## [Requirement]
Look below. Copy each line that has "absent" in it.

Collected data entries:
——

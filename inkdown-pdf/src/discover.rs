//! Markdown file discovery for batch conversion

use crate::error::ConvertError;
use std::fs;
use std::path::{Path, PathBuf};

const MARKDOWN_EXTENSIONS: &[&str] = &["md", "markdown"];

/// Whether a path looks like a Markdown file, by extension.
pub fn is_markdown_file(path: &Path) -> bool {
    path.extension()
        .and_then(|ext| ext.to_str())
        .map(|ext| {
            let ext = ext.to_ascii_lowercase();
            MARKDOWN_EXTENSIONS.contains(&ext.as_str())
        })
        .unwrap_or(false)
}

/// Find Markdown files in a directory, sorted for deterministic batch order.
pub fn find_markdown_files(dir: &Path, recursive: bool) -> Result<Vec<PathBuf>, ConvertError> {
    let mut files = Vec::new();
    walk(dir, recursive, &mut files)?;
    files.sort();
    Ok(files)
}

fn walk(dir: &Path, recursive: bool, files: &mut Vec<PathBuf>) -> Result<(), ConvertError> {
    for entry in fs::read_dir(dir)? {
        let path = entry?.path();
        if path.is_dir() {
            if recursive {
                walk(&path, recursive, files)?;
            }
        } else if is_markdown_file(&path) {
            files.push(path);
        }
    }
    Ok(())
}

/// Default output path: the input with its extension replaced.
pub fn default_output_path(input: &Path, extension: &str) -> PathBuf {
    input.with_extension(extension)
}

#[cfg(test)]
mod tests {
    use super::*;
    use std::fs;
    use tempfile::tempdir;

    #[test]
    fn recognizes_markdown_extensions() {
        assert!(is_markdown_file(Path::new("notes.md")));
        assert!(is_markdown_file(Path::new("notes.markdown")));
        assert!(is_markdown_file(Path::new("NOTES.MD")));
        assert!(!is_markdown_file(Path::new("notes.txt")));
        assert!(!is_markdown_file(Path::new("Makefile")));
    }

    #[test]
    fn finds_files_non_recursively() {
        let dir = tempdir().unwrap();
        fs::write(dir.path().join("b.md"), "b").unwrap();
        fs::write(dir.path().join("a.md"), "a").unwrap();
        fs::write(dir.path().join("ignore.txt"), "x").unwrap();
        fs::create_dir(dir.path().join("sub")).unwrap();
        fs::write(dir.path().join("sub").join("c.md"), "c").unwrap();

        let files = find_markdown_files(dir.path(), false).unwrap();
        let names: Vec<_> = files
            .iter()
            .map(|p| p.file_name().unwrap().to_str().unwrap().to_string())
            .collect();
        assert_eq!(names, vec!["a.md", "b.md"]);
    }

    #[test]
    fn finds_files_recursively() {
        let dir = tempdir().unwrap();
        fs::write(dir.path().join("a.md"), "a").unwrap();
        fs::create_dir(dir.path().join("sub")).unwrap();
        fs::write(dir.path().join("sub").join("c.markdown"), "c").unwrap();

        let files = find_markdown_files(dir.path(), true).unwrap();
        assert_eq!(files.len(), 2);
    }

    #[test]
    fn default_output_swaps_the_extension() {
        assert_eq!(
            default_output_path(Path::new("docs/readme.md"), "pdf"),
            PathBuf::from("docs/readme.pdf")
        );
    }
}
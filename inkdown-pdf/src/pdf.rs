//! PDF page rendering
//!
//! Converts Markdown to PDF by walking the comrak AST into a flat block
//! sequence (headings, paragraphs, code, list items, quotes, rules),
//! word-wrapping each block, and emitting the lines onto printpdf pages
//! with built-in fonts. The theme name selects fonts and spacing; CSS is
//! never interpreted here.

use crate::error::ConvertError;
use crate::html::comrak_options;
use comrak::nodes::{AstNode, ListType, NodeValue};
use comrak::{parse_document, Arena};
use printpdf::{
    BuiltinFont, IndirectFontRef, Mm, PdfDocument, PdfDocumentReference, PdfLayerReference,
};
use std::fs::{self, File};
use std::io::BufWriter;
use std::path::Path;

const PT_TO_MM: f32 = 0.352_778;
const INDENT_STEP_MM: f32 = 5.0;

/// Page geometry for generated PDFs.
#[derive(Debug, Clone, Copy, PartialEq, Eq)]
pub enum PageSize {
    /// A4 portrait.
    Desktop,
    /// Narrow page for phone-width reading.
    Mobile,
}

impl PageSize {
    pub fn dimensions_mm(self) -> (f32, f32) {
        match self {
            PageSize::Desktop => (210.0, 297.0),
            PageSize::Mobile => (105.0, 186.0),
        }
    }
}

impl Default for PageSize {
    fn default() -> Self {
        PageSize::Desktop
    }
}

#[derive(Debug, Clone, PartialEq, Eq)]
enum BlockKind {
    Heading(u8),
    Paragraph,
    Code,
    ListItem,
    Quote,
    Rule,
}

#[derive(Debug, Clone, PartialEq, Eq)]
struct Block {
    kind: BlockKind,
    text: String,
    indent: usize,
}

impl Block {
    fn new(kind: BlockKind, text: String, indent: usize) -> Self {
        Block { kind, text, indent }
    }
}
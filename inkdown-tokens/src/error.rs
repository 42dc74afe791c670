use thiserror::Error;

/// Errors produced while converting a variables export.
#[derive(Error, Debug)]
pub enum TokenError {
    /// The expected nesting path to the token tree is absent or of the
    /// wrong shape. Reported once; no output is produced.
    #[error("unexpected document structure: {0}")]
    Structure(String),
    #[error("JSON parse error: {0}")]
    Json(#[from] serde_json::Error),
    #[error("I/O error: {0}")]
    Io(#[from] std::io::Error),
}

——

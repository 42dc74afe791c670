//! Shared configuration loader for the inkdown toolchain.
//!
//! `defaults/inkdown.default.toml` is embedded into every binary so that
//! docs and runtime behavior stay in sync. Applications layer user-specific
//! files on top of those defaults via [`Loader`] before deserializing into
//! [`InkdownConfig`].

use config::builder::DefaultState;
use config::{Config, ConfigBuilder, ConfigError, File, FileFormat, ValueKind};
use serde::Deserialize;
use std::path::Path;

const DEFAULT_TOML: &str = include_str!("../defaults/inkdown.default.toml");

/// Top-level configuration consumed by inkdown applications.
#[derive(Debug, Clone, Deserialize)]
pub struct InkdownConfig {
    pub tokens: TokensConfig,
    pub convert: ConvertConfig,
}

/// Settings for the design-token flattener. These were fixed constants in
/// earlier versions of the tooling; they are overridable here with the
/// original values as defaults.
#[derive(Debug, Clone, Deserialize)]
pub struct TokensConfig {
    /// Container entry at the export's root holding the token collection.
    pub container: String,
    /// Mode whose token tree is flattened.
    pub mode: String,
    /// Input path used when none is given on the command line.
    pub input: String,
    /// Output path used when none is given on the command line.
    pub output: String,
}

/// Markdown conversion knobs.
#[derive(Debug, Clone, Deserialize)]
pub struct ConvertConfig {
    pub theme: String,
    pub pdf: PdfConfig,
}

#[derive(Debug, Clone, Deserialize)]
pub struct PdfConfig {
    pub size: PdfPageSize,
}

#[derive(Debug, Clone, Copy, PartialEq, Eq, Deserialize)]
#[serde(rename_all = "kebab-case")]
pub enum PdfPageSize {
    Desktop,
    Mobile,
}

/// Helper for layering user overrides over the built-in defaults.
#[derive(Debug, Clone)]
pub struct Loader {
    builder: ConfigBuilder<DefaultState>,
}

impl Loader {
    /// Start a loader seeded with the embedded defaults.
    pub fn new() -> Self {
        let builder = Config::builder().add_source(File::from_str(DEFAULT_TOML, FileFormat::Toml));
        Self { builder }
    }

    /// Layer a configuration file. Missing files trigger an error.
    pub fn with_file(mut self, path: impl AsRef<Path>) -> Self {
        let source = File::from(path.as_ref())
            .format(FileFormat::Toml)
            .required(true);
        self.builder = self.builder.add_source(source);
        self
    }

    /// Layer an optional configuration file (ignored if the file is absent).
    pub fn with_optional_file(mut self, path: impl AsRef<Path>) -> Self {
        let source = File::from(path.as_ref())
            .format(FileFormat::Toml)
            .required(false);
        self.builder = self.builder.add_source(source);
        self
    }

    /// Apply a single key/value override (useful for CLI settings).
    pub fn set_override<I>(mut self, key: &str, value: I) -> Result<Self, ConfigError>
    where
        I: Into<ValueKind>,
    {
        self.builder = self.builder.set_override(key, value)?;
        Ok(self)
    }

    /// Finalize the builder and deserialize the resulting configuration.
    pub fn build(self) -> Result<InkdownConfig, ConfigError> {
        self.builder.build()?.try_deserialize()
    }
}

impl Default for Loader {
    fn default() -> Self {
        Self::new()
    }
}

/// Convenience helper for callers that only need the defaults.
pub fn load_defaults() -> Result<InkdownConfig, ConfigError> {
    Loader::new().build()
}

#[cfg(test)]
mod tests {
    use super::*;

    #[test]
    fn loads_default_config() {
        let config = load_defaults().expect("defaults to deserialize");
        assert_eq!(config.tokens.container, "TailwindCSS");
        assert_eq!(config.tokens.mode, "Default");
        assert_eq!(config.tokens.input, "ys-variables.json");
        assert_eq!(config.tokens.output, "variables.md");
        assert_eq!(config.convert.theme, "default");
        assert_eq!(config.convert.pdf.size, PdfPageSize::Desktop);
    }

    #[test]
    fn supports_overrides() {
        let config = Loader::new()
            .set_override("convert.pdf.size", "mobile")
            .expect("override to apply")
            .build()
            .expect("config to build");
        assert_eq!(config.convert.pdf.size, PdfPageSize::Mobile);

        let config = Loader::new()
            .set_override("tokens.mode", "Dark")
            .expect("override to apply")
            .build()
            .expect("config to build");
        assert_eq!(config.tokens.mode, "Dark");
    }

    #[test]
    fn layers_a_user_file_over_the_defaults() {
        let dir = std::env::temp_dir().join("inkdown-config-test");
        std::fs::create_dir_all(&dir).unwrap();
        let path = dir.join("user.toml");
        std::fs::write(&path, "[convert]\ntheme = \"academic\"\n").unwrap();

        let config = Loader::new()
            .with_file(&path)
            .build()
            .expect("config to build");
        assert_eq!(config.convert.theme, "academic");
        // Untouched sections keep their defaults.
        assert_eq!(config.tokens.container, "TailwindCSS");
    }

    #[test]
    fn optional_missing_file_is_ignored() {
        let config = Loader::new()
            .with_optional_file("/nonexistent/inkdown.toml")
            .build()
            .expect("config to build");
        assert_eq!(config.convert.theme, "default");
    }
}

——

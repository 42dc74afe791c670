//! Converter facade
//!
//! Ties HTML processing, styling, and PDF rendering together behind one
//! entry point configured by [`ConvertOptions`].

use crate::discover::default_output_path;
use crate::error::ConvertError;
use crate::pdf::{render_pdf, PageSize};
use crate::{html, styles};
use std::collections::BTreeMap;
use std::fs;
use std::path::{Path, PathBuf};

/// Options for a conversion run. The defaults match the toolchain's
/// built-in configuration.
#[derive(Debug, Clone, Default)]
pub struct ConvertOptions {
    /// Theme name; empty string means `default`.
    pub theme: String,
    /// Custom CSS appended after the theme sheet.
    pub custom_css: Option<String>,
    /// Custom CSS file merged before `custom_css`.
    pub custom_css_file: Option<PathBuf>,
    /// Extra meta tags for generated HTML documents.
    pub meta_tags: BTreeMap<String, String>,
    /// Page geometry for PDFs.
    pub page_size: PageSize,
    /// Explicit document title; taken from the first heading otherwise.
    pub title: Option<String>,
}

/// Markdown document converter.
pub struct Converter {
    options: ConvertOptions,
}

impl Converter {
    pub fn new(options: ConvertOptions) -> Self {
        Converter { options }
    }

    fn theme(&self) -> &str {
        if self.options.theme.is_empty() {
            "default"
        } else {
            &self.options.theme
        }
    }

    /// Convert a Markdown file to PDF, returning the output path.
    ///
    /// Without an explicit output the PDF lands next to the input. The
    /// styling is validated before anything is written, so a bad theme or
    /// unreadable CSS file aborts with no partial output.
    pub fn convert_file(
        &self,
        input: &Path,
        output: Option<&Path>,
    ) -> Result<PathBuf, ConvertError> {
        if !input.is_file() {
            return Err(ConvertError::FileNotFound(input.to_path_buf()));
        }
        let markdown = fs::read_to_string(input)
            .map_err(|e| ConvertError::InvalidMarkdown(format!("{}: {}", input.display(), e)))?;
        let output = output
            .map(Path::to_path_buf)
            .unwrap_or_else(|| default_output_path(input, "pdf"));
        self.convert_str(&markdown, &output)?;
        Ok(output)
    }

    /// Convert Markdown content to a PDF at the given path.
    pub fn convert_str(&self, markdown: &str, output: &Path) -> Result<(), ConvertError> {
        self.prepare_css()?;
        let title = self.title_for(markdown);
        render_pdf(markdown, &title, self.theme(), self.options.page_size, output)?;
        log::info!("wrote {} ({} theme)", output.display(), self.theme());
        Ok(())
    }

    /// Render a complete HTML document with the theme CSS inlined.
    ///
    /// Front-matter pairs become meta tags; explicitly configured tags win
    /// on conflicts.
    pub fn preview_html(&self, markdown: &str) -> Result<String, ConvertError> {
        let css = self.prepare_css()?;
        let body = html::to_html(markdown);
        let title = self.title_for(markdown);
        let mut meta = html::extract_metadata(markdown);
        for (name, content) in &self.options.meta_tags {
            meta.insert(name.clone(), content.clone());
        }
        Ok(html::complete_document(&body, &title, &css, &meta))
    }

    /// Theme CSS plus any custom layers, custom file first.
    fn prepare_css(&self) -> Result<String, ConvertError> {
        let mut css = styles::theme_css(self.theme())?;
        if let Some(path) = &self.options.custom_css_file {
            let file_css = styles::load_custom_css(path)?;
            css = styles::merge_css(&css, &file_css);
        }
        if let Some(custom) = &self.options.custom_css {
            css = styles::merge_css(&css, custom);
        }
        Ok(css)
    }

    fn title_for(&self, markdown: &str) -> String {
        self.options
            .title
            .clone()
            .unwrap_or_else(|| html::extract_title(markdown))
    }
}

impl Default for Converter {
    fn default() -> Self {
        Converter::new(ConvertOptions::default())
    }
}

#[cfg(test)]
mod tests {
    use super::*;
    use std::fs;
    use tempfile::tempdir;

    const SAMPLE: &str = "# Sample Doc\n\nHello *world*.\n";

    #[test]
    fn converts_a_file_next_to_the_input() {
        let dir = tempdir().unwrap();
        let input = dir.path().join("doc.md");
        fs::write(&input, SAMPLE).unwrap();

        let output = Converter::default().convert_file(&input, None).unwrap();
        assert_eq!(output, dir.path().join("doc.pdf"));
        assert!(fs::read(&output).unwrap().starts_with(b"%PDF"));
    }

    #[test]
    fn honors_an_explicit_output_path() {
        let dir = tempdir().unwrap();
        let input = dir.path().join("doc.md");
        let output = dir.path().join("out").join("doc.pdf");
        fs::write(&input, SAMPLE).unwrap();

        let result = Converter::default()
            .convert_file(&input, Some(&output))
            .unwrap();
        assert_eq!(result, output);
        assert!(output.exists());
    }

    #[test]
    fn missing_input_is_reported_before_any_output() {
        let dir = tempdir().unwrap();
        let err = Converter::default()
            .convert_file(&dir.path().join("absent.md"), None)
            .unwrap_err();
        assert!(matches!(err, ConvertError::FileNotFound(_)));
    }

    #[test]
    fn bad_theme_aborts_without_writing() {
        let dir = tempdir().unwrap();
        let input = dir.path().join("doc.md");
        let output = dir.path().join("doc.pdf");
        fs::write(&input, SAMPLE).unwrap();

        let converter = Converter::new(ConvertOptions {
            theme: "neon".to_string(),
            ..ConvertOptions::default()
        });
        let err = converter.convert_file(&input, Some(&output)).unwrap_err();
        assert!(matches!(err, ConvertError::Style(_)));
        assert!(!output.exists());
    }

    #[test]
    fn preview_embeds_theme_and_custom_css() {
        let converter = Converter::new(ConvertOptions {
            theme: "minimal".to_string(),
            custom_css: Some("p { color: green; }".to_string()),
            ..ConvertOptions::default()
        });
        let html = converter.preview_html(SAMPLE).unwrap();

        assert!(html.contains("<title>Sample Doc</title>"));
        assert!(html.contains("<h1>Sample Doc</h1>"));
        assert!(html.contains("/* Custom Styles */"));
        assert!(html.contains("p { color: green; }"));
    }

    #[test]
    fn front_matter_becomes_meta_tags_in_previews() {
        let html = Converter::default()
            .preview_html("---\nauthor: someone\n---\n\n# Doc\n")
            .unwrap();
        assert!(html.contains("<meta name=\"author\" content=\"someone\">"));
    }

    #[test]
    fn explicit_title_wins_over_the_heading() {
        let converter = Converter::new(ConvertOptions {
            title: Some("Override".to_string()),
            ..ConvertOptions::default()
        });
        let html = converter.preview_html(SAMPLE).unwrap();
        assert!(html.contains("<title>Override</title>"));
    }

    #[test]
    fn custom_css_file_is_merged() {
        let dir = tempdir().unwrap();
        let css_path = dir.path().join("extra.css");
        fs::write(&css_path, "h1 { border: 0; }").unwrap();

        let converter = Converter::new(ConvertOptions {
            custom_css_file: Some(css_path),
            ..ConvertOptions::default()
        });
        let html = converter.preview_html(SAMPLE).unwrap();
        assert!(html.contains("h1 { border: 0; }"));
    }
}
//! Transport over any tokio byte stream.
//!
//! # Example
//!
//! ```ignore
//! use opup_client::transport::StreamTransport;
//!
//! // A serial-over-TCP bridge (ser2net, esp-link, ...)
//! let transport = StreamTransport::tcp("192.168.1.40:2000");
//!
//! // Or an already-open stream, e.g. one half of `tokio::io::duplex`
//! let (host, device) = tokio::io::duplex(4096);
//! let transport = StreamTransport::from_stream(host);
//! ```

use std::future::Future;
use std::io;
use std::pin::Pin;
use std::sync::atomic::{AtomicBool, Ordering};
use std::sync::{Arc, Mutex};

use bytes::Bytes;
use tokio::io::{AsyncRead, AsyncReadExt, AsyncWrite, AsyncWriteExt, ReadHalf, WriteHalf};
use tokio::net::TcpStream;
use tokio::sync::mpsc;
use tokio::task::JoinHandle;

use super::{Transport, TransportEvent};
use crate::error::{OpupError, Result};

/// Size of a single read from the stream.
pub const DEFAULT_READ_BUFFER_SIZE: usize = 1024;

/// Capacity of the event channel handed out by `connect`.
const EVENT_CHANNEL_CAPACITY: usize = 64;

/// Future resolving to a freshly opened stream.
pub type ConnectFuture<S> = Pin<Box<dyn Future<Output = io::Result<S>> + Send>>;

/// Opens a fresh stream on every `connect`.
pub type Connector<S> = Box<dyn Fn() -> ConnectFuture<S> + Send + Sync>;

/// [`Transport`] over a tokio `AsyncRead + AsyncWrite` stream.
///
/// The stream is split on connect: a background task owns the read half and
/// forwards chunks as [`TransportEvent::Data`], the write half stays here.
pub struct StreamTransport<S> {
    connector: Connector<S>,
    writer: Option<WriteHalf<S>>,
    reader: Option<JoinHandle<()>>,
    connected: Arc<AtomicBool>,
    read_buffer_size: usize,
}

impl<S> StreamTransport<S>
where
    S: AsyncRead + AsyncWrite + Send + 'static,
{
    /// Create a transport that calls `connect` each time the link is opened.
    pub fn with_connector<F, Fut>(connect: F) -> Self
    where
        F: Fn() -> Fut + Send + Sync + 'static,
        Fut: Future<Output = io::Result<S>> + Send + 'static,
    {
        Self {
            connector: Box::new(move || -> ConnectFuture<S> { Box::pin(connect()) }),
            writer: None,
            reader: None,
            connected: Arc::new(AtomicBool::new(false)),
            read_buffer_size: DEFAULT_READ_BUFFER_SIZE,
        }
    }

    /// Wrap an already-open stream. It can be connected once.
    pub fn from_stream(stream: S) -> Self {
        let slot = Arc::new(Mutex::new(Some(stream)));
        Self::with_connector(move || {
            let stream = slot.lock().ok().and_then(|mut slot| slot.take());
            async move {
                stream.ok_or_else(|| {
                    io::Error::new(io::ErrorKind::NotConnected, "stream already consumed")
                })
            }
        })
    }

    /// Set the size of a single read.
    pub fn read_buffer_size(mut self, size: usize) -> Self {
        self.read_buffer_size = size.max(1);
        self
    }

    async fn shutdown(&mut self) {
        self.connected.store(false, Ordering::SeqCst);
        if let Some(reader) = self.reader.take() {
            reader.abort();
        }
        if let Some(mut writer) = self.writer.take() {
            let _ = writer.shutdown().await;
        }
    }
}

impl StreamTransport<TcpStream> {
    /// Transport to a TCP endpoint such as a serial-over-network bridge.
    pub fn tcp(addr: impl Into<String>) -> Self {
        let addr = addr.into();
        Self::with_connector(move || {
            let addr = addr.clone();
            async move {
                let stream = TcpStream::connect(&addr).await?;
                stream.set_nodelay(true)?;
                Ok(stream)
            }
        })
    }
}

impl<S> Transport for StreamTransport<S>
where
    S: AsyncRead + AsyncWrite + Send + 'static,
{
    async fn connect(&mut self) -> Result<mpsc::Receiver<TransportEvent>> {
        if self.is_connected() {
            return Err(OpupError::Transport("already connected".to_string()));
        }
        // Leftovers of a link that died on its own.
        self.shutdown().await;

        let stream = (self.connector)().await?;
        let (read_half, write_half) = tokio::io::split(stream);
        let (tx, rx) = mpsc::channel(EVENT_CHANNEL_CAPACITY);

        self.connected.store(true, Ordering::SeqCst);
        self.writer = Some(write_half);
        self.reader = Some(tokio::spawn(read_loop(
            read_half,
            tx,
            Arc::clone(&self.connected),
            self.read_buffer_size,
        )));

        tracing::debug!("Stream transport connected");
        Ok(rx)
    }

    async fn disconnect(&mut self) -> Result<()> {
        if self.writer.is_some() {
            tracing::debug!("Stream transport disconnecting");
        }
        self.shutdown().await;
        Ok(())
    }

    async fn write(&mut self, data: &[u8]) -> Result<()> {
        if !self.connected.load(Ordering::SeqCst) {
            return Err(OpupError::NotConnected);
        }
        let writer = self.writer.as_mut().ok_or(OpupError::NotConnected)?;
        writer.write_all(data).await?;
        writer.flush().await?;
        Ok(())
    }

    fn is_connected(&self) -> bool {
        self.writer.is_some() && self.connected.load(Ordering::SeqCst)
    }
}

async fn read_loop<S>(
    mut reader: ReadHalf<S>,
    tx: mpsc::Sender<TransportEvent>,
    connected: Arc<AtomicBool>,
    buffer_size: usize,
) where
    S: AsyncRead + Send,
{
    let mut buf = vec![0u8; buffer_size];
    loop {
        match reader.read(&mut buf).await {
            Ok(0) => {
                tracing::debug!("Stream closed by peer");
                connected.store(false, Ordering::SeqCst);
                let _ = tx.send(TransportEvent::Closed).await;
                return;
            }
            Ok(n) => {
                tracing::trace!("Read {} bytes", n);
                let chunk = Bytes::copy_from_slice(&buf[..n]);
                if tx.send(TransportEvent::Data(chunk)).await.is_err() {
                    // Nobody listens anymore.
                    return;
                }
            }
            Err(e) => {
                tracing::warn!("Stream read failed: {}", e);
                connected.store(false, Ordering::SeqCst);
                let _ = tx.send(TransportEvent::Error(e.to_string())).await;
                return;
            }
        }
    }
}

——

## [Solution to this problem]
    /// The expected nesting path to the token tree is absent or of the
    /// Layer an optional configuration file (ignored if the file is absent).
            .convert_file(&dir.path().join("absent.md"), None)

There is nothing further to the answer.